I wanted to know if anyone knew the pros and cons of using transfer learning vs building your own CNN model.

There is a good advice from Karpathy in CS231n:

  • New dataset is small and similar to original dataset. Since the data is small, it is not a good idea to fine-tune the ConvNet due to overfitting concerns. Since the data is similar to the original data, we expect higher-level features in the ConvNet to be relevant to this dataset as well. Hence, the best idea might be to train a linear classifier on the CNN codes.

  • New dataset is large and similar to the original dataset. Since we have more data, we can have more confidence that we won’t overfit if we were to try to fine-tune through the full network.

  • New dataset is small but very different from the original dataset. Since the data is small, it is likely best to only train a linear classifier. Since the dataset is very different, it might not be best to train the classifier form the top of the network, which contains more dataset-specific features. Instead, it might work better to train the SVM classifier from activations somewhere earlier in the network.

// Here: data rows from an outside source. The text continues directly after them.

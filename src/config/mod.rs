//! Configuration management subsystem.
//!
//! # Data Flow
//! ```text
//! config file (TOML, optional)
//!     → loader.rs (parse & deserialize)
//!     → validation.rs (semantic checks)
//!     → CLI overrides applied in main
//!     → WatchdogConfig (validated, immutable)
//!     → handed to the acceptor and the liveness monitor
//! ```
//!
//! # Design Decisions
//! - Config is immutable once loaded; there is no reload
//! - All fields have defaults equal to the protocol constants
//! - Validation separates syntactic (serde) from semantic checks

pub mod loader;
pub mod schema;
pub mod validation;

pub use loader::{load_config, resolve_config, ConfigError, Overrides};
pub use schema::{ListenerConfig, MonitorConfig, ObservabilityConfig, WatchdogConfig};
pub use validation::{validate_config, ValidationError};
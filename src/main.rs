//! Heartbeat Watchdog
//!
//! Accepts a single TCP peer, expects `ICMP-RESPONSE-RECEIVED` heartbeats,
//! and sends `TIMEOUT\0` once a full window passes without one.
//!
//! # Architecture Overview
//!
//! ```text
//!                  ┌──────────────────────────────────────────────────────┐
//!                  │                  HEARTBEAT WATCHDOG                   │
//!                  │                                                       │
//!   Peer connect   │  ┌──────────┐    ┌──────────┐    ┌────────────────┐  │
//!   ───────────────┼─▶│   net    │───▶│ acceptor │───▶│    monitor     │  │
//!                  │  │ listener │    │ handshake│    │ liveness loop  │  │
//!                  │  └──────────┘    └──────────┘    └───────┬────────┘  │
//!                  │                                          │           │
//!   TIMEOUT\0      │                                          ▼           │
//!   ◀──────────────┼──────────────────────────────── notice / close      │
//!                  │                                                       │
//!                  │  ┌─────────┐ ┌──────────────┐ ┌───────────┐          │
//!                  │  │ config  │ │observability │ │ lifecycle │          │
//!                  │  └─────────┘ └──────────────┘ └───────────┘          │
//!                  └──────────────────────────────────────────────────────┘
//! ```
//!
//! # Exit Codes
//! - `1`: timeout notice sent, or the session failed while monitoring
//! - `2`: configuration or socket setup failure

use std::path::PathBuf;
use std::process::ExitCode;

use clap::Parser;

use heartbeat_watchdog::config::{self, ObservabilityConfig, Overrides};
use heartbeat_watchdog::error::WatchdogError;
use heartbeat_watchdog::lifecycle;
use heartbeat_watchdog::observability::logging;

#[derive(Parser)]
#[command(name = "heartbeat-watchdog")]
#[command(about = "Single-connection TCP heartbeat watchdog", long_about = None)]
struct Cli {
    /// Path to a TOML configuration file.
    #[arg(short, long)]
    config: Option<PathBuf>,

    /// Port to listen on (overrides the config file).
    #[arg(short, long)]
    port: Option<u16>,

    /// Pause between receives in milliseconds; 0 busy-polls.
    #[arg(long)]
    poll_interval_ms: Option<u64>,

    /// Log filter used when RUST_LOG is unset.
    #[arg(long)]
    log_level: Option<String>,
}

impl Cli {
    fn overrides(&self) -> Overrides {
        Overrides {
            port: self.port,
            poll_interval_ms: self.poll_interval_ms,
            log_level: self.log_level.clone(),
        }
    }
}

#[tokio::main(flavor = "current_thread")]
async fn main() -> ExitCode {
    let cli = Cli::parse();

    let config = match config::resolve_config(cli.config.as_deref(), &cli.overrides()) {
        Ok(config) => config,
        Err(e) => {
            logging::init(&ObservabilityConfig::default());
            let err = WatchdogError::from(e);
            tracing::error!(error = %err, "Failed to load configuration");
            return ExitCode::from(err.exit_code());
        }
    };

    logging::init(&config.observability);

    tracing::info!(
        port = config.listener.port,
        window_ms = config.monitor.window_ms,
        poll_interval_ms = config.monitor.poll_interval_ms,
        "heartbeat-watchdog v0.1.0 starting"
    );

    let result = lifecycle::run(&config).await;
    match &result {
        Ok(report) => tracing::info!(
            session_id = %report.session_id,
            state = %report.state,
            heartbeats = report.heartbeats,
            ignored_payloads = report.ignored_payloads,
            delivery = ?report.delivery,
            elapsed_ms = report.elapsed.as_millis() as u64,
            "Session ended"
        ),
        Err(e) => tracing::error!(error = %e, "Watchdog terminated"),
    }

    ExitCode::from(lifecycle::exit_code(&result))
}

  • New dataset is large and very different from the original dataset. Since the dataset is very large, we may expect that we can afford to train a ConvNet from scratch. However, in practice it is very often still beneficial to initialize with weights from a pretrained model. In this case, we would have enough data and confidence to fine-tune through the entire network.

Generally speaking, your model will probably learn faster when the weights are pre-trained, i.e. in a good initialized space. However, you might feel limited in your workflow since it’s sometimes not that straightforward to change the network architecture.